_TRY IT:_
Check every line in the records below for the word "Some" and report how many have it, nothing more.

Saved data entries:
● ● ● ● ● ● ●
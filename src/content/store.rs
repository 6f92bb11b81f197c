use serde_json::Value;

use super::document::ContentDocument;
use super::schema::ContentSchema;
use crate::database::{ContentStore, DatabaseError};

/// Result of reading a page document. Never fails: a missing row is an empty
/// document, a read error is an empty document plus the error text.
#[derive(Debug, Clone, PartialEq)]
pub struct Loaded {
    pub document: ContentDocument,
    pub error: Option<String>,
}

#[derive(Debug, thiserror::Error)]
#[error("Failed to save '{content_key}': {source}")]
pub struct SaveFailure {
    pub content_key: String,
    #[source]
    pub source: DatabaseError,
}

pub async fn load(store: &dyn ContentStore, schema: &ContentSchema) -> Loaded {
    let key = schema.content_key.as_str();
    match store.fetch(key).await {
        Ok(Some(Value::Object(map))) => Loaded {
            document: ContentDocument::from_stored(map, schema),
            error: None,
        },
        Ok(Some(Value::Null)) | Ok(None) => {
            tracing::debug!(content_key = key, "No stored content, starting empty");
            Loaded {
                document: ContentDocument::empty(),
                error: None,
            }
        }
        Ok(Some(other)) => {
            tracing::warn!(content_key = key, "Stored content is not a JSON object");
            Loaded {
                document: ContentDocument::empty(),
                error: Some(format!(
                    "Stored content for '{}' is not an object (found {})",
                    key,
                    json_type_name(&other)
                )),
            }
        }
        Err(e) => {
            tracing::warn!(content_key = key, error = %e, "Content load failed, starting empty");
            Loaded {
                document: ContentDocument::empty(),
                error: Some(e.to_string()),
            }
        }
    }
}

/// Upsert the whole document under `content_key`. Not retried.
pub async fn save(
    store: &dyn ContentStore,
    content_key: &str,
    document: &ContentDocument,
) -> Result<(), SaveFailure> {
    store
        .upsert(content_key, &document.to_value())
        .await
        .map_err(|source| {
            tracing::error!(content_key, error = %source, "Content save failed");
            SaveFailure {
                content_key: content_key.to_string(),
                source,
            }
        })?;
    tracing::info!(content_key, "Content saved");
    Ok(())
}

fn json_type_name(value: &Value) -> &'static str {
    match value {
        Value::Null => "null",
        Value::Bool(_) => "boolean",
        Value::Number(_) => "number",
        Value::String(_) => "string",
        Value::Array(_) => "array",
        Value::Object(_) => "object",
    }
}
● ● ● ● ● ● ●
_ANSWER TO THE EXERCISE:_
5